Top 5 Mountain Bike Upgrades: #4 Tubeless Tires

Top 5 Mountain Bike Upgrades: #4 Tubeless Tires
You've probably used an inner tube (or at least a device designed like an old inner tube) to float around in the water. Once upon a time, these inner tubes were inside your car tires. Not anymore. Automobile and motorcycle tires have been running tubeless for decades. Mountain bike tires have been gradually adopting the tubeless trend, but the standard mountain bike setup is still with old school tubes. In my opinion, upgrading to tubeless tires is one of the top 5 upgrades you can make. Here are some benefits and disadvantages of making the upgrade. 

Benefits of tubeless tires:

Ability to run with lighter air pressure

When riding with lower pressure in your tires, more rubber makes contact with the ground which allows for more stability and traction. This becomes especially noticeable in tight turns as the tire compress and flattens somewhat. Riding with lower air pressure also makes for a generally softer and more comfortable ride. Since the tires are somewhat more supple with lower pressure, the tires will absorb more of the impact of obstacles like roots and rocks.

No Pinch Flats

The most common flat with a traditional tube and tire is a pinch flat, which occurs when the tire compresses against the rim far enough for the tube to get pinched between the rim and tire. This usually occurs when rolling onto the edge of a rock, a tree root, or crossing over some other trail obstacle. The resulting tear in the tube looks somewhat like a snakebite, which is a common name for a pinch flat. 

Fewer flats, period

Most sealants used to mount tubeless tires also work very well at sealing small punctures. In some cases, small thorn-sized punctures that would normally require removing and patching a tube would not even be noticed. In other cases, simply adding more sealant can quickly fix the issue.

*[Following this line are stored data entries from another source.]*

impl AppConfig {
    pub fn load(options: LoadOptions) -> Result<Self, ConfigError> {
        let mut config = Self::default();
        let maybe_path = resolve_config_path(options.config_path.as_deref());

        if let Some(path) = maybe_path {
            let patch = read_patch(&path)?;
            config.apply_patch(patch);
        } else if options.require_file {
            let expected = options.config_path.unwrap_or_else(|| PathBuf::from("huddle.toml"));
            return Err(ConfigError::MissingConfigFile(expected));
        }

        config.apply_env_overrides()?;
        config.apply_overrides(options.overrides);
        config.validate()?;

        Ok(config)
    }

    fn apply_patch(&mut self, patch: ConfigPatch) {
        if let Some(llm) = patch.llm {
            if let Some(provider) = llm.provider {
                self.llm.provider = provider;
            }
            if let Some(model) = llm.model {
                self.llm.model = model;
            }
        }

        if let Some(runtime) = patch.runtime {
            if let Some(max_iterations) = runtime.max_iterations {
                self.runtime.max_iterations = max_iterations;
            }
            if let Some(max_handoff_chain) = runtime.max_handoff_chain {
                self.runtime.max_handoff_chain = max_handoff_chain;
            }
            if let Some(turn_timeout_secs) = runtime.turn_timeout_secs {
                self.runtime.turn_timeout_secs = turn_timeout_secs;
            }
            if let Some(tool_failure_retries) = runtime.tool_failure_retries {
                self.runtime.tool_failure_retries = tool_failure_retries;
            }
            if let Some(turn_lock) = runtime.turn_lock {
                self.runtime.turn_lock = turn_lock;
            }
        }

        if let Some(guardrails) = patch.guardrails {
            if let Some(short_input_max_chars) = guardrails.short_input_max_chars {
                self.guardrails.short_input_max_chars = short_input_max_chars;
            }
            if let Some(extra_domain_keywords) = guardrails.extra_domain_keywords {
                self.guardrails.extra_domain_keywords = extra_domain_keywords;
            }
        }

        if let Some(logging) = patch.logging {
            if let Some(level) = logging.level {
                self.logging.level = level;
            }
            if let Some(format) = logging.format {
                self.logging.format = format;
            }
        }
    }

    fn apply_env_overrides(&mut self) -> Result<(), ConfigError> {
        if let Some(value) = read_env("HUDDLE_LLM_PROVIDER") {
            self.llm.provider = value.parse()?;
        }
        if let Some(value) = read_env("HUDDLE_LLM_MODEL") {
            self.llm.model = value;
        }

        if let Some(value) = read_env("HUDDLE_RUNTIME_MAX_ITERATIONS") {
            self.runtime.max_iterations = parse_usize("HUDDLE_RUNTIME_MAX_ITERATIONS", &value)?;
        }
        if let Some(value) = read_env("HUDDLE_RUNTIME_MAX_HANDOFF_CHAIN") {
            self.runtime.max_handoff_chain =
                parse_usize("HUDDLE_RUNTIME_MAX_HANDOFF_CHAIN", &value)?;
        }
        if let Some(value) = read_env("HUDDLE_RUNTIME_TURN_TIMEOUT_SECS") {
            self.runtime.turn_timeout_secs =
                parse_u64("HUDDLE_RUNTIME_TURN_TIMEOUT_SECS", &value)?;
        }
        if let Some(value) = read_env("HUDDLE_RUNTIME_TOOL_FAILURE_RETRIES") {
            self.runtime.tool_failure_retries =
                parse_u32("HUDDLE_RUNTIME_TOOL_FAILURE_RETRIES", &value)?;
        }
        if let Some(value) = read_env("HUDDLE_RUNTIME_TURN_LOCK") {
            self.runtime.turn_lock = value.parse()?;
        }

        if let Some(value) = read_env("HUDDLE_GUARDRAILS_SHORT_INPUT_MAX_CHARS") {
            self.guardrails.short_input_max_chars =
                parse_usize("HUDDLE_GUARDRAILS_SHORT_INPUT_MAX_CHARS", &value)?;
        }
        if let Some(value) = read_env("HUDDLE_GUARDRAILS_EXTRA_DOMAIN_KEYWORDS") {
            self.guardrails.extra_domain_keywords = value
                .split(',')
                .map(str::trim)
                .filter(|keyword| !keyword.is_empty())
                .map(str::to_owned)
                .collect();
        }

        let log_level = read_env("HUDDLE_LOGGING_LEVEL").or_else(|| read_env("HUDDLE_LOG_LEVEL"));
        if let Some(value) = log_level {
            self.logging.level = value;
        }
        let log_format =
            read_env("HUDDLE_LOGGING_FORMAT").or_else(|| read_env("HUDDLE_LOG_FORMAT"));
        if let Some(value) = log_format {
            self.logging.format = value.parse()?;
        }

        Ok(())
    }

    fn apply_overrides(&mut self, overrides: ConfigOverrides) {
        if let Some(log_level) = overrides.log_level {
            self.logging.level = log_level;
        }
        if let Some(log_format) = overrides.log_format {
            self.logging.format = log_format;
        }
        if let Some(llm_provider) = overrides.llm_provider {
            self.llm.provider = llm_provider;
        }
        if let Some(llm_model) = overrides.llm_model {
            self.llm.model = llm_model;
        }
        if let Some(max_iterations) = overrides.max_iterations {
            self.runtime.max_iterations = max_iterations;
        }
        if let Some(max_handoff_chain) = overrides.max_handoff_chain {
            self.runtime.max_handoff_chain = max_handoff_chain;
        }
        if let Some(turn_timeout_secs) = overrides.turn_timeout_secs {
            self.runtime.turn_timeout_secs = turn_timeout_secs;
        }
        if let Some(turn_lock) = overrides.turn_lock {
            self.runtime.turn_lock = turn_lock;
        }
    }

    pub fn validate(&self) -> Result<(), ConfigError> {
        validate_llm(&self.llm)?;
        validate_runtime(&self.runtime)?;
        validate_guardrails(&self.guardrails)?;
        validate_logging(&self.logging)?;
        Ok(())
    }
}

I've even fixed many small thorn-sized flats trailside without a patch with specially made rubber glue for tires (you could even use super glue in a pinch). Just squeeze open the hole in the tire as much as possible, put in a few drops of glue, wait a few minutes for it to dry, pump up the tire and go.

Improved sealants make mounting easier

Back in the day getting tubeless tires to mount correctly was sometimes a Herculean task. With today's improved rims and sealants, it's really pretty simple. Tubeless ready rims have valve stems that screw directly into the rim. These valve stems also have removable cores. Install the valve, mount the tire, remove the valve core, apply sealant through the now open valve stem, re-screw in the valve core, spin the tire to spread out the sealant, pump it up with air, go ride. Pretty simple, really. 

Disadvantages of tubeless tires:

Generally higher cost of tubeless ready rims

Tubeless ready rims are generally more expensive than a rim for a traditional tube and tire. Since a good set of rims is one of the more expensive parts of a mountain bike, upgrading to tubeless tires can be a pricey upgrade.

There are sealants that claim to be able to mount a tire tubeless on just about any rim, but I would not normally recommend their use. I've seen situations where guys lost air pressure on a ride and the tire unseated from the rim. Flats happen. But in this situation, it's not just a flat, since you would need more sealant to get the tire to seal back on the rim. 

High air volume is required to seat the tire on the rim.

Needing high air volume to seat the tire is not a problem if you have a high volume pump or access to an air compressor. Might be a little inconvenient to get an air compressor to mount a tire, but it's not that big of a hassle. However, if there's a major problem on the trail and the tire becomes unseated against the rim, it is highly unlikely that a hand pump would ever be successful in re-seating the tire trailside. It's usually a good idea to carry a spare tube for emergencies (yes, you can put a traditional tube inside a tubeless tire) and/or a small air canister. 

Mounting can be a challenge

While improved sealants and rims make mounting easier, getting a proper seal can still be difficult. With some rim and tire combinations, this can actually be quite a hassle. I've personally had some tires that just never sealed adequately even after multiple applications of sealant. 

Since tubeless tires sit tighter on the rim, getting tubeless tires on and off the rim can be a challenge. You really shouldn't use tire levers either to help mount/unmount the tubeless tire, since the levers can damage the bead of the tire that seats against the rim. Strong hands and fingers, along with appropriate cursing, is usually required.